It’s widely recognized that adopting DevOps principles can lead to many business benefits, including more agile and higher quality releases, and better alignment with customer needs. Unfortunately, one of the biggest challenges in DevOps adoption is the cultural divide between teams.
Also, container technology is gaining the attention of many in the dev community, due to the acceleration of continuous deployment and automation, and this doesn’t make the life of operations teams that much easier. I recently attended Container World Santa Clara, and the consensus is that in the next 5-10 years, containers will still be running in parallel or on top of virtualized infrastructures. So, the current or old systems are not retiring at the same pace as the new technologies are added, further increasing complexity.

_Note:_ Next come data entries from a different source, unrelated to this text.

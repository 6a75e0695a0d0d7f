use std::sync::atomic::{AtomicU64, Ordering};

use chrono::Utc;
use dashmap::{mapref::entry::Entry, DashMap};
use uuid::Uuid;

use super::{CommentStore, Error, IdentityStore, Outcome, PostStore, Result, Unique};
use crate::model::{
	Comment, NewComment, NewPost, NewUser, Post, PostChanges, Profile, ProfileChanges, Session,
	User,
};

/// A value along with its insertion sequence number, used as a tiebreaker
/// when ordering by timestamps that may collide.
struct Stored<T> {
	seq: u64,
	value: T,
}

/// A [`Store`](super::Store) kept entirely in process memory.
///
/// Each document lives in its own map entry, and conditional mutations hold
/// the entry lock for the whole check-and-mutate, which mirrors the per-document
/// atomicity of a database.
#[derive(Default)]
pub struct MemoryStore {
	seq: AtomicU64,
	users: DashMap<Uuid, User>,
	emails: DashMap<String, Uuid>,
	usernames: DashMap<String, Uuid>,
	sessions: DashMap<Uuid, Session>,
	posts: DashMap<Uuid, Stored<Post>>,
	comments: DashMap<Uuid, Stored<Comment>>,
}

impl MemoryStore {
	pub fn new() -> Self {
		Self::default()
	}

	fn next_seq(&self) -> u64 {
		self.seq.fetch_add(1, Ordering::Relaxed)
	}

	/// Applies `mutate` to the post under its entry lock. `mutate` returns
	/// `false` if its condition does not hold, in which case nothing changes.
	fn mutate_post<F>(&self, id: Uuid, mutate: F) -> Outcome<Post>
	where
		F: FnOnce(&mut Post) -> bool,
	{
		let Some(mut stored) = self.posts.get_mut(&id) else {
			return Outcome::Missing;
		};

		if !mutate(&mut stored.value) {
			return Outcome::Unchanged;
		}

		stored.value.updated_at = Utc::now();
		Outcome::Applied(stored.value.clone())
	}
}

#[axum::async_trait]
impl IdentityStore for MemoryStore {
	async fn insert_user(&self, user: NewUser) -> Result<User> {
		match self.emails.entry(user.email.clone()) {
			Entry::Occupied(..) => return Err(Error::Duplicate(Unique::Email)),
			Entry::Vacant(entry) => {
				entry.insert(user.id);
			}
		}

		match self.usernames.entry(user.username.clone()) {
			Entry::Occupied(..) => {
				self.emails.remove(&user.email);
				return Err(Error::Duplicate(Unique::Username));
			}
			Entry::Vacant(entry) => {
				entry.insert(user.id);
			}
		}

		let user = User {
			id: user.id,
			email: user.email,
			password: user.password,
			name: user.name,
			username: user.username,
			bio: None,
			location: None,
			avatar: None,
			cover_image: None,
			created_at: Utc::now(),
		};

		self.users.insert(user.id, user.clone());

		Ok(user)
	}

	async fn user_by_email(&self, email: &str) -> Result<Option<User>> {
		let user = self
			.emails
			.get(email)
			.and_then(|id| self.users.get(&*id).map(|user| user.clone()));

		Ok(user)
	}

	async fn update_user(&self, id: Uuid, changes: ProfileChanges) -> Result<Option<User>> {
		let Some(mut user) = self.users.get_mut(&id) else {
			return Ok(None);
		};

		if let Some(username) = changes.username.filter(|username| *username != user.username) {
			let claimed = match self.usernames.entry(username.clone()) {
				Entry::Occupied(..) => false,
				Entry::Vacant(entry) => {
					entry.insert(id);
					true
				}
			};

			if !claimed {
				return Err(Error::Duplicate(Unique::Username));
			}

			self.usernames.remove(&user.username);
			user.username = username;
		}

		if let Some(name) = changes.name {
			user.name = name;
		}
		if let Some(bio) = changes.bio {
			user.bio = Some(bio);
		}
		if let Some(location) = changes.location {
			user.location = Some(location);
		}
		if let Some(avatar) = changes.avatar {
			user.avatar = Some(avatar);
		}
		if let Some(cover_image) = changes.cover_image {
			user.cover_image = Some(cover_image);
		}

		Ok(Some(user.clone()))
	}

	async fn insert_session(&self, user_id: Uuid) -> Result<Session> {
		let session = Session {
			id: Uuid::new_v4(),
			user_id,
			created_at: Utc::now(),
		};

		self.sessions.insert(session.id, session.clone());

		Ok(session)
	}

	async fn session_user(&self, session_id: Uuid) -> Result<Option<User>> {
		let Some(user_id) = self.sessions.get(&session_id).map(|session| session.user_id) else {
			return Ok(None);
		};

		Ok(self.users.get(&user_id).map(|user| user.clone()))
	}

	async fn delete_session(&self, session_id: Uuid) -> Result<()> {
		self.sessions.remove(&session_id);

		Ok(())
	}

	async fn profiles(&self, ids: &[Uuid]) -> Result<Vec<Profile>> {
		Ok(ids
			.iter()
			.filter_map(|id| self.users.get(id).map(|user| user.profile()))
			.collect())
	}
}

#[axum::async_trait]
impl PostStore for MemoryStore {
	async fn insert_post(&self, post: NewPost) -> Result<Post> {
		let now = Utc::now();
		let post = Post {
			id: Uuid::new_v4(),
			content: post.content,
			media: post.media,
			author: post.author,
			tags: post.tags,
			likes: Vec::new(),
			comments: Vec::new(),
			created_at: now,
			updated_at: now,
		};

		self.posts.insert(
			post.id,
			Stored {
				seq: self.next_seq(),
				value: post.clone(),
			},
		);

		Ok(post)
	}

	async fn post(&self, id: Uuid) -> Result<Option<Post>> {
		Ok(self.posts.get(&id).map(|stored| stored.value.clone()))
	}

	async fn owned_post(&self, id: Uuid, author: Uuid) -> Result<Option<Post>> {
		Ok(self
			.posts
			.get(&id)
			.filter(|stored| stored.value.author == author)
			.map(|stored| stored.value.clone()))
	}

	async fn posts(&self, limit: i64, offset: i64) -> Result<Vec<Post>> {
		let mut posts = self
			.posts
			.iter()
			.map(|stored| (stored.value.created_at, stored.seq, stored.value.clone()))
			.collect::<Vec<_>>();

		posts.sort_unstable_by(|a, b| (b.0, b.1).cmp(&(a.0, a.1)));

		Ok(posts
			.into_iter()
			.skip(usize::try_from(offset).unwrap_or(0))
			.take(usize::try_from(limit).unwrap_or(0))
			.map(|(.., post)| post)
			.collect())
	}

	async fn count_posts(&self) -> Result<i64> {
		Ok(i64::try_from(self.posts.len()).unwrap_or(i64::MAX))
	}

	async fn update_post(
		&self,
		id: Uuid,
		author: Uuid,
		changes: PostChanges,
	) -> Result<Option<Post>> {
		let outcome = self.mutate_post(id, |post| {
			if post.author != author {
				return false;
			}

			if let Some(content) = changes.content {
				post.content = content;
			}

			if let Some(tags) = changes.tags {
				post.tags = tags;
			}

			true
		});

		Ok(match outcome {
			Outcome::Applied(post) => Some(post),
			Outcome::Unchanged | Outcome::Missing => None,
		})
	}

	async fn delete_post(&self, id: Uuid) -> Result<bool> {
		let removed = self.posts.remove(&id).is_some();

		// Same as the comment foreign key cascade in Postgres. With the post entry
		// gone, nothing can attach to it anymore.
		self.comments.retain(|_, stored| stored.value.post != id);

		Ok(removed)
	}

	async fn add_like(&self, post: Uuid, user: Uuid) -> Result<Outcome<Post>> {
		Ok(self.mutate_post(post, |post| {
			if post.likes.contains(&user) {
				return false;
			}

			post.likes.push(user);
			true
		}))
	}

	async fn remove_like(&self, post: Uuid, user: Uuid) -> Result<Outcome<Post>> {
		Ok(self.mutate_post(post, |post| {
			if !post.likes.contains(&user) {
				return false;
			}

			post.likes.retain(|like| *like != user);
			true
		}))
	}
}

#[axum::async_trait]
impl CommentStore for MemoryStore {
	async fn insert_comment(&self, comment: NewComment) -> Result<Option<Comment>> {
		// The post entry stays locked until the comment is stored and attached.
		let Some(mut post) = self.posts.get_mut(&comment.post) else {
			return Ok(None);
		};

		let now = Utc::now();
		let comment = Comment {
			id: comment.id,
			content: comment.content,
			author: comment.author,
			post: comment.post,
			created_at: now,
			updated_at: now,
		};

		self.comments.insert(
			comment.id,
			Stored {
				seq: self.next_seq(),
				value: comment.clone(),
			},
		);

		post.value.comments.push(comment.id);
		post.value.updated_at = now;

		Ok(Some(comment))
	}

	async fn comment(&self, id: Uuid) -> Result<Option<Comment>> {
		Ok(self.comments.get(&id).map(|stored| stored.value.clone()))
	}

	async fn owned_comment(&self, id: Uuid, author: Uuid) -> Result<Option<Comment>> {
		Ok(self
			.comments
			.get(&id)
			.filter(|stored| stored.value.author == author)
			.map(|stored| stored.value.clone()))
	}

	async fn comments_of(&self, posts: &[Uuid]) -> Result<Vec<Comment>> {
		let mut comments = self
			.comments
			.iter()
			.filter(|stored| posts.contains(&stored.value.post))
			.map(|stored| (stored.value.created_at, stored.seq, stored.value.clone()))
			.collect::<Vec<_>>();

		comments.sort_unstable_by(|a, b| (a.0, a.1).cmp(&(b.0, b.1)));

		Ok(comments.into_iter().map(|(.., comment)| comment).collect())
	}

	async fn detach_comment(&self, post: Uuid, comment: Uuid) -> Result<()> {
		self.mutate_post(post, |post| {
			let before = post.comments.len();
			post.comments.retain(|id| *id != comment);
			post.comments.len() != before
		});

		Ok(())
	}

	async fn delete_comment(&self, id: Uuid) -> Result<bool> {
		Ok(self.comments.remove(&id).is_some())
	}

	async fn delete_comments_of(&self, post: Uuid) -> Result<u64> {
		let ids = self
			.comments
			.iter()
			.filter(|stored| stored.value.post == post)
			.map(|stored| *stored.key())
			.collect::<Vec<_>>();

		let removed = ids
			.iter()
			.filter(|id| self.comments.remove(id).is_some())
			.count();

		Ok(u64::try_from(removed).unwrap_or(u64::MAX))
	}
}

#[cfg(test)]
mod test {
	use std::sync::Arc;

	use super::*;

	fn new_post(author: Uuid) -> NewPost {
		NewPost {
			author,
			content: "hello".into(),
			media: Vec::new(),
			tags: Vec::new(),
		}
	}

	#[tokio::test]
	async fn test_duplicate_user_fields() {
		let store = MemoryStore::new();
		let user = |email: &str, username: &str| NewUser {
			id: Uuid::new_v4(),
			email: email.into(),
			password: Vec::new(),
			name: "Ada".into(),
			username: username.into(),
		};

		store.insert_user(user("a@example.com", "ada")).await.unwrap();

		assert!(matches!(
			store.insert_user(user("a@example.com", "other")).await,
			Err(Error::Duplicate(Unique::Email))
		));
		assert!(matches!(
			store.insert_user(user("b@example.com", "ada")).await,
			Err(Error::Duplicate(Unique::Username))
		));

		// The email reserved by the rejected attempt is released again.
		store.insert_user(user("b@example.com", "bob")).await.unwrap();
	}

	#[tokio::test]
	async fn test_update_user_moves_username() {
		let store = MemoryStore::new();
		let user = |email: &str, username: &str| NewUser {
			id: Uuid::new_v4(),
			email: email.into(),
			password: Vec::new(),
			name: "Ada".into(),
			username: username.into(),
		};

		let ada = store.insert_user(user("a@example.com", "ada")).await.unwrap();
		store.insert_user(user("b@example.com", "bob")).await.unwrap();

		let taken = store
			.update_user(
				ada.id,
				ProfileChanges {
					username: Some("bob".into()),
					..Default::default()
				},
			)
			.await;
		assert!(matches!(taken, Err(Error::Duplicate(Unique::Username))));

		let renamed = store
			.update_user(
				ada.id,
				ProfileChanges {
					username: Some("lovelace".into()),
					bio: Some("Analyst".into()),
					..Default::default()
				},
			)
			.await
			.unwrap()
			.unwrap();
		assert_eq!(renamed.username, "lovelace");
		assert_eq!(renamed.bio.as_deref(), Some("Analyst"));
		assert_eq!(renamed.name, "Ada");

		// The old handle is free again.
		store.insert_user(user("c@example.com", "ada")).await.unwrap();

		assert!(store
			.update_user(Uuid::new_v4(), ProfileChanges::default())
			.await
			.unwrap()
			.is_none());
	}

	#[tokio::test]
	async fn test_posts_newest_first() {
		let store = MemoryStore::new();
		let author = Uuid::new_v4();

		let first = store.insert_post(new_post(author)).await.unwrap();
		let second = store.insert_post(new_post(author)).await.unwrap();

		let posts = store.posts(10, 0).await.unwrap();

		assert_eq!(posts[0].id, second.id);
		assert_eq!(posts[1].id, first.id);
		assert_eq!(store.posts(10, 1).await.unwrap().len(), 1);
	}

	#[tokio::test]
	async fn test_delete_post_takes_late_comments_along() {
		let store = MemoryStore::new();
		let author = Uuid::new_v4();
		let post = store.insert_post(new_post(author)).await.unwrap().id;

		store.delete_comments_of(post).await.unwrap();

		let late = store
			.insert_comment(NewComment {
				id: Uuid::new_v4(),
				post,
				author,
				content: "late".into(),
			})
			.await
			.unwrap();

		assert!(late.is_some());
		assert!(store.delete_post(post).await.unwrap());
		assert!(store.comments_of(&[post]).await.unwrap().is_empty());
		assert_eq!(store.comments.len(), 0);
	}

	#[tokio::test(flavor = "multi_thread", worker_threads = 4)]
	async fn test_concurrent_likes_are_not_lost() {
		let store = Arc::new(MemoryStore::new());
		let post = store.insert_post(new_post(Uuid::new_v4())).await.unwrap().id;
		let users = (0..64).map(|_| Uuid::new_v4()).collect::<Vec<_>>();

		let handles = users
			.iter()
			.flat_map(|user| [*user, *user])
			.map(|user| {
				let store = Arc::clone(&store);
				tokio::spawn(async move { store.add_like(post, user).await })
			})
			.collect::<Vec<_>>();

		let mut applied = 0;

		for handle in handles {
			if let Outcome::Applied(..) = handle.await.unwrap().unwrap() {
				applied += 1;
			}
		}

		let post = store.post(post).await.unwrap().unwrap();

		assert_eq!(applied, users.len());
		assert_eq!(post.likes.len(), users.len());
		assert!(users.iter().all(|user| post.likes.contains(user)));
	}
}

As a result, as your operations teams are adapting and looking at new technologies, they’re still responsible for running and maintaining the existing systems, and often with many disjointed monitoring systems at their disposal. They’re making sure that with all the automation and the continuous updates, your critical services are still running smoothly.
Don’t re-invent the wheel, innovate instead
In addition to the variety of tools used in DevOps practice, from the popular code repositories such as Git, build, automation and configuration systems such as Jenkins, Puppet or Chef, you often have homegrown monitoring tools written in different languages. These tools may be good enough to report accurately on test results from a particular app delivery component, but they lack comprehensive visibility across the entire app delivery lifecycle, from requirements definition to a production environment.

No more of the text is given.